=== Raw data ===

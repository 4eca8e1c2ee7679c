//! Application configuration loading and validation.
//!
//! Provides the main [`Config`] struct that aggregates all settings. Every
//! section is optional; missing sections take their defaults.
//!
//! # Example
//!
//! ```no_run
//! use betgraph::infrastructure::config::settings::Config;
//!
//! fn main() -> Result<(), Box<dyn std::error::Error>> {
//!     let config = Config::load("betgraph.toml")?;
//!     config.init_logging();
//!     let optimizer = config.optimizer()?;
//!     Ok(())
//! }
//! ```

use std::path::Path;

use rust_decimal::Decimal;
use serde::Deserialize;

use super::logging::LoggingConfig;
use super::risk::RiskConfig;
use super::solver::SolverConfig;
use crate::application::optimizer::PortfolioOptimizer;
use crate::error::{ConfigError, Result};

/// Main application configuration.
#[derive(Debug, Clone, Default, PartialEq, Deserialize)]
pub struct Config {
    /// Logging and tracing configuration.
    #[serde(default)]
    pub logging: LoggingConfig,

    /// Bankroll and exposure limits.
    #[serde(default)]
    pub risk: RiskConfig,

    /// Backend and iteration settings for the convex sizing path.
    #[serde(default)]
    pub solver: SolverConfig,
}

impl Config {
    /// Parse configuration from TOML content.
    ///
    /// # Errors
    ///
    /// Returns an error if:
    /// - The TOML content is malformed
    /// - Validation fails (e.g., an exposure cap outside (0, 1])
    pub fn parse_toml(content: &str) -> Result<Self> {
        let config: Self = toml::from_str(content).map_err(ConfigError::Parse)?;
        config.validate()?;
        Ok(config)
    }

    /// Load configuration from a TOML file.
    ///
    /// # Errors
    ///
    /// Returns an error if:
    /// - The file cannot be read
    /// - The TOML content is malformed
    /// - Validation fails
    pub fn load<P: AsRef<Path>>(path: P) -> Result<Self> {
        let content = std::fs::read_to_string(path).map_err(ConfigError::ReadFile)?;
        Self::parse_toml(&content)
    }

    /// Validate configuration values.
    ///
    /// # Errors
    ///
    /// Returns [`ConfigError::InvalidValue`] naming the first offending field.
    pub fn validate(&self) -> Result<()> {
        let risk = &self.risk;

        if risk.bankroll <= Decimal::ZERO {
            return Err(invalid("bankroll", "must be greater than 0"));
        }
        if !(risk.max_exposure > 0.0 && risk.max_exposure <= 1.0) {
            return Err(invalid("max_exposure", "must be in (0, 1]"));
        }
        if !(risk.max_single_bet > 0.0 && risk.max_single_bet < 1.0) {
            return Err(invalid("max_single_bet", "must be in (0, 1)"));
        }
        if risk.max_single_bet > risk.max_exposure {
            return Err(invalid("max_single_bet", "must not exceed max_exposure"));
        }
        if let Some(cap) = risk.max_event_exposure {
            if !(cap > 0.0 && cap <= 1.0) {
                return Err(invalid("max_event_exposure", "must be in (0, 1]"));
            }
        }
        if !(0.0..1.0).contains(&risk.min_edge) {
            return Err(invalid("min_edge", "must be in [0, 1)"));
        }
        if !(risk.risk_aversion.is_finite() && risk.risk_aversion >= 0.0) {
            return Err(invalid("risk_aversion", "must be 0 or greater"));
        }
        if !(risk.kelly_multiplier > 0.0 && risk.kelly_multiplier <= 1.0) {
            return Err(invalid("kelly_multiplier", "must be in (0, 1]"));
        }

        if !matches!(self.logging.format.as_str(), "pretty" | "json") {
            return Err(invalid("format", "must be \"pretty\" or \"json\""));
        }

        if self.solver.max_iterations == 0 {
            return Err(invalid("max_iterations", "must be greater than 0"));
        }
        if !(self.solver.tolerance.is_finite() && self.solver.tolerance > 0.0) {
            return Err(invalid("tolerance", "must be greater than 0"));
        }

        Ok(())
    }

    /// Initialize logging based on configuration.
    pub fn init_logging(&self) {
        self.logging.init();
    }

    /// Build an optimizer from the risk and solver sections.
    ///
    /// # Errors
    ///
    /// Returns a domain error if the risk section holds an out-of-range limit.
    pub fn optimizer(&self) -> Result<PortfolioOptimizer> {
        let optimizer = PortfolioOptimizer::try_new(self.risk.clone().into())?
            .with_frank_wolfe(self.solver.frank_wolfe());
        Ok(match self.solver.build() {
            Some(solver) => optimizer.with_solver(solver),
            None => optimizer,
        })
    }
}

fn invalid(field: &'static str, reason: &str) -> crate::error::Error {
    ConfigError::InvalidValue {
        field,
        reason: reason.to_string(),
    }
    .into()
}

#[cfg(test)]
mod tests {
    use super::*;
    use crate::error::Error;
    use crate::infrastructure::config::solver::SolverBackend;

    #[test]
    fn empty_file_uses_defaults() {
        let config = Config::parse_toml("").unwrap();
        assert_eq!(config, Config::default());
        assert_eq!(config.optimizer().unwrap().solver_name(), Some("highs"));
    }

    #[test]
    fn parses_all_sections() {
        let config = Config::parse_toml(
            r#"
            [logging]
            level = "debug"
            format = "json"

            [risk]
            bankroll = 2500
            max_exposure = 0.3
            max_single_bet = 0.1
            max_event_exposure = 0.15
            min_edge = 0.03
            risk_aversion = 1.0
            kelly_multiplier = 0.25

            [solver]
            backend = "none"
            max_iterations = 50
            tolerance = 1e-6
            "#,
        )
        .unwrap();

        assert_eq!(config.logging.format, "json");
        assert_eq!(config.risk.bankroll, Decimal::from(2500));
        assert_eq!(config.risk.max_event_exposure, Some(0.15));
        assert_eq!(config.solver.backend, SolverBackend::None);
        assert_eq!(config.solver.frank_wolfe().max_iterations, 50);
        assert!(config.optimizer().unwrap().solver_name().is_none());
    }

    #[test]
    fn rejects_single_above_total() {
        let result = Config::parse_toml("[risk]\nmax_exposure = 0.1\nmax_single_bet = 0.2\n");
        assert!(matches!(
            result,
            Err(Error::Config(ConfigError::InvalidValue {
                field: "max_single_bet",
                ..
            }))
        ));
    }

    #[test]
    fn rejects_zero_iterations() {
        let result = Config::parse_toml("[solver]\nmax_iterations = 0\n");
        assert!(matches!(
            result,
            Err(Error::Config(ConfigError::InvalidValue {
                field: "max_iterations",
                ..
            }))
        ));
    }

    #[test]
    fn rejects_unknown_backend() {
        let result = Config::parse_toml("[solver]\nbackend = \"gurobi\"\n");
        assert!(matches!(result, Err(Error::Config(ConfigError::Parse(_)))));
    }
}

===

- How to complete this task -
In the material above, report how many lines hold the word "format", and add nothing to the figure.

- Solution for this problem -
4